Usage: java EbertRecommends {-recommends | -recent} [-f file]

Here in addition to the square brackets, we are using the traditional syntax notation of braces for grouping and the vertical bar to indicate a choice (read "or"). So this means the -recommends or -recent argument must be included, optionally followed by -f and a file name.

As in the GetText class and the final version of the EbertRecommends class developed in lab, print to standard error a usage error message if the arguments do not conform to the usage syntax.

To determine your mining operations, start by browsing the web for something of interest. When you have found a page you want to mine, use the GetText class as an application to save the text to a file and examine it. (You can cut and paste the URL.) The text should correspond to the web page you were viewing. In some rare cases it may not, in which case you have to find another page. (This would probably be due to automatic browser forwarding of a kind that the java.net.HttpURLConnection class does not know about.)

Do not forget to include your names and usernames on the first-line comment. (This is the last time you will get this reminder, and you will lose credit if you forget it in future assignments, as well as this one.)

Submit your DataMine.java file in a jar named a5.jar as a5 in Vincent. Your jar file should also include html text files for each of your options. The html file names should be the name of the corresponding option, without the dash, followed by .html. Thus the files for the EbertRecommends program with usage displayed above would be recommends.html and recent.html. Then assuming these are the only .html files in your assignment directory, you could use the command jar -cf a5.jar DataMine.java *.html.

Note: Having these files will allow your program to be tested even if the corresponding web page has changed in a way that breaks your program. Mining for data by simple string searching as in this assignment is particularly prone to such fragility (breakage to do changes in the program's environment). Somewhat more robust web mining can be achieved by software that parses web files according to their html structure, but this approach is considerably harder to use in many cases, and is still rather fragile.

There is a movement called the semantic web to develop standardized ways of representing information on the web that will eventually make a lot of data mining much more stabile and meaningful. In a nut shell, the html web we know today was designed for human consumption, while the semantic web is designed for machine consumption.

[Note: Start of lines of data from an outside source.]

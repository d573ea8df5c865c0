//! One-shot `get` requests: correlation, cache write-through, timeouts and
//! failure on connection loss.

mod common;

use common::{next_get, next_notification, q, recorder, Harness};
use lab_link::{ConnectionState, LabLinkError, Query, RequestContext, ServerMessage};
use serde_json::{json, Value};
use std::time::Duration;

fn spawn_get(
    h: &Harness,
    query: Query,
    use_cache: bool,
    ctx: Option<RequestContext>,
) -> tokio::task::JoinHandle<lab_link::Result<Value>> {
    let client = h.client.clone();
    tokio::spawn(async move { client.get(&query, use_cache, ctx.as_ref()).await })
}

#[tokio::test]
async fn test_get_answer_is_written_through() {
    let mut h = Harness::connected().await;
    let query = q(json!({"meta": {"sources": {"42": {"params": 0}}}}));
    let (callback, mut rx) = recorder();
    h.client.watch(query.clone(), callback);

    let task = spawn_get(&h, query.clone(), true, None);
    let (request_id, sent_query, session) = next_get(&h.transport).await;
    assert_eq!(sent_query, query);
    assert_eq!(session, None);

    let answer = json!({"meta": {"sources": {"42": {"params": {"gain": 4}}}}});
    h.transport.deliver(ServerMessage::GetResult {
        request_id,
        value: answer.clone(),
    });
    assert_eq!(task.await.unwrap().unwrap(), answer);
    assert_eq!(h.client.get_cached(&query), answer);

    h.settle().await;
    assert!(rx.try_recv().is_err(), "write-through does not notify watchers");

    // A later push still notifies as usual
    h.transport.push(
        common::p(&["meta", "sources", "42", "params"]),
        json!({"gain": 5}),
    );
    next_notification(&mut rx).await;
}

#[tokio::test]
async fn test_get_without_cache() {
    let h = Harness::connected().await;
    let query = q(json!({"status": 0}));

    let task = spawn_get(&h, query.clone(), false, None);
    let (request_id, _, _) = next_get(&h.transport).await;
    h.transport.deliver(ServerMessage::GetResult {
        request_id,
        value: json!({"status": "idle"}),
    });
    assert_eq!(task.await.unwrap().unwrap(), json!({"status": "idle"}));
    assert_eq!(h.client.get_cached(&query), json!({}));
}

#[tokio::test]
async fn test_get_forwards_session() {
    let h = Harness::connected().await;
    let ctx = RequestContext::new().with_session("page-7");

    let task = spawn_get(&h, q(json!({"status": 0})), false, Some(ctx));
    let (request_id, _, session) = next_get(&h.transport).await;
    assert_eq!(session.as_deref(), Some("page-7"));

    h.transport.deliver(ServerMessage::GetResult {
        request_id,
        value: json!({}),
    });
    task.await.unwrap().unwrap();
}

#[tokio::test]
async fn test_concurrent_gets_are_correlated() {
    let h = Harness::connected().await;
    let first = spawn_get(&h, q(json!({"a": 0})), false, None);
    let (first_id, _, _) = next_get(&h.transport).await;
    let second = spawn_get(&h, q(json!({"b": 0})), false, None);
    let (second_id, _, _) = next_get(&h.transport).await;
    assert_ne!(first_id, second_id);

    h.transport.deliver(ServerMessage::GetResult {
        request_id: second_id,
        value: json!({"b": 2}),
    });
    h.transport.deliver(ServerMessage::GetResult {
        request_id: first_id,
        value: json!({"a": 1}),
    });
    assert_eq!(first.await.unwrap().unwrap(), json!({"a": 1}));
    assert_eq!(second.await.unwrap().unwrap(), json!({"b": 2}));
}

#[tokio::test]
async fn test_get_rejected() {
    let h = Harness::connected().await;
    let task = spawn_get(&h, q(json!({"secret": 0})), true, None);
    let (request_id, _, _) = next_get(&h.transport).await;
    h.transport.deliver(ServerMessage::GetError {
        request_id,
        code: "forbidden".to_string(),
        message: "not allowed".to_string(),
    });

    match task.await.unwrap() {
        Err(LabLinkError::RequestRejected { code, message }) => {
            assert_eq!(code, "forbidden");
            assert_eq!(message, "not allowed");
        },
        other => panic!("unexpected result: {:?}", other),
    }
    assert_eq!(h.client.get_cached(&Query::Leaf), json!({}));
}

#[tokio::test]
async fn test_get_times_out() {
    let mut h = Harness::with_request_timeout(100).await;
    h.transport.connect();
    h.client.wait_for_connection(common::WAIT).await.unwrap();

    let task = spawn_get(&h, q(json!({"status": 0})), true, None);
    let (request_id, _, _) = next_get(&h.transport).await;
    let result = task.await.unwrap();
    assert!(matches!(result, Err(LabLinkError::TimeoutError(_))), "{:?}", result);

    // A late answer is dropped quietly
    h.transport.deliver(ServerMessage::GetResult {
        request_id,
        value: json!({"status": "late"}),
    });
    h.settle().await;
    assert_eq!(h.client.get_cached(&Query::Leaf), json!({}));
}

#[tokio::test]
async fn test_get_waits_for_connection() {
    let h = Harness::disconnected().await;
    let task = spawn_get(&h, q(json!({"status": 0})), false, None);

    tokio::time::sleep(Duration::from_millis(30)).await;
    assert!(h.transport.sent().is_empty());

    h.transport.connect();
    let (request_id, _, _) = next_get(&h.transport).await;
    h.transport.deliver(ServerMessage::GetResult {
        request_id,
        value: json!({"status": "idle"}),
    });
    assert_eq!(task.await.unwrap().unwrap(), json!({"status": "idle"}));
}

#[tokio::test]
async fn test_get_never_connected_times_out() {
    let h = Harness::with_request_timeout(100).await;
    let result = h.client.get(&q(json!({"status": 0})), false, None).await;
    assert!(matches!(result, Err(LabLinkError::TimeoutError(_))), "{:?}", result);
    assert!(h.transport.sent().is_empty());
}

#[tokio::test]
async fn test_disconnect_fails_in_flight_get() {
    let h = Harness::connected().await;
    let task = spawn_get(&h, q(json!({"status": 0})), true, None);
    next_get(&h.transport).await;

    h.transport.disconnect("server restarted");
    let result = task.await.unwrap();
    assert!(matches!(result, Err(LabLinkError::ConnectionLost(_))), "{:?}", result);
    assert!(result.unwrap_err().is_unavailable());
}

#[tokio::test]
async fn test_shutdown_fails_in_flight_get() {
    let h = Harness::connected().await;
    h.client.watch(q(json!({"status": 0})), |_| {});
    let task = spawn_get(&h, q(json!({"status": 0})), true, None);
    next_get(&h.transport).await;

    h.client.shutdown();
    h.client.shutdown();
    let result = task.await.unwrap();
    assert!(matches!(result, Err(LabLinkError::ConnectionLost(_))), "{:?}", result);
    assert!(h.transport.is_closed());
    assert_eq!(h.client.state(), ConnectionState::Disconnected);

    // Events after shutdown are not dispatched
    h.transport.push(common::p(&["status"]), json!("idle"));
    tokio::time::sleep(Duration::from_millis(30)).await;
    assert_eq!(h.client.get_cached(&Query::Leaf), json!({}));
}

#[tokio::test]
async fn test_push_after_answer_wins_in_cache() {
    let mut h = Harness::connected().await;
    let query = q(json!({"status": 0}));
    let (callback, mut rx) = recorder();
    h.client.watch(query.clone(), callback);

    let task = spawn_get(&h, query.clone(), true, None);
    let (request_id, _, _) = next_get(&h.transport).await;
    h.transport.deliver(ServerMessage::GetResult {
        request_id,
        value: json!({"status": "old"}),
    });
    h.transport.push(common::p(&["status"]), json!("new"));
    h.settle().await;

    assert_eq!(next_notification(&mut rx).await.value, json!({"status": "new"}));
    assert_eq!(task.await.unwrap().unwrap(), json!({"status": "old"}));
    assert_eq!(h.client.get_cached(&query), json!({"status": "new"}));
}

#[tokio::test]
async fn test_send_after_drop_reports_connection_lost() {
    let h = Harness::connected().await;
    // The client has not seen the Disconnected event yet
    h.transport.disconnect("socket reset");
    assert!(h.client.is_connected());

    let result = h.client.get(&q(json!({"status": 0})), true, None).await;
    assert!(matches!(result, Err(LabLinkError::ConnectionLost(_))), "{:?}", result);
    assert!(h.transport.sent().iter().all(|m| !matches!(m, lab_link::ClientMessage::Get { .. })));
}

There is much research going on at IU and elsewhere to develop standards and tools for the semantic web, but it is still in a very early stage of development. Many think that within a decade it will be apparent that the semantic web is an even more important development than the original html web. Did you ever wonder how exciting it must have been to be involved in the first few years of the development of the web we know today, when only a small number of people knew it was going to be the next big thing? That's how some folks feel about the semantic web today.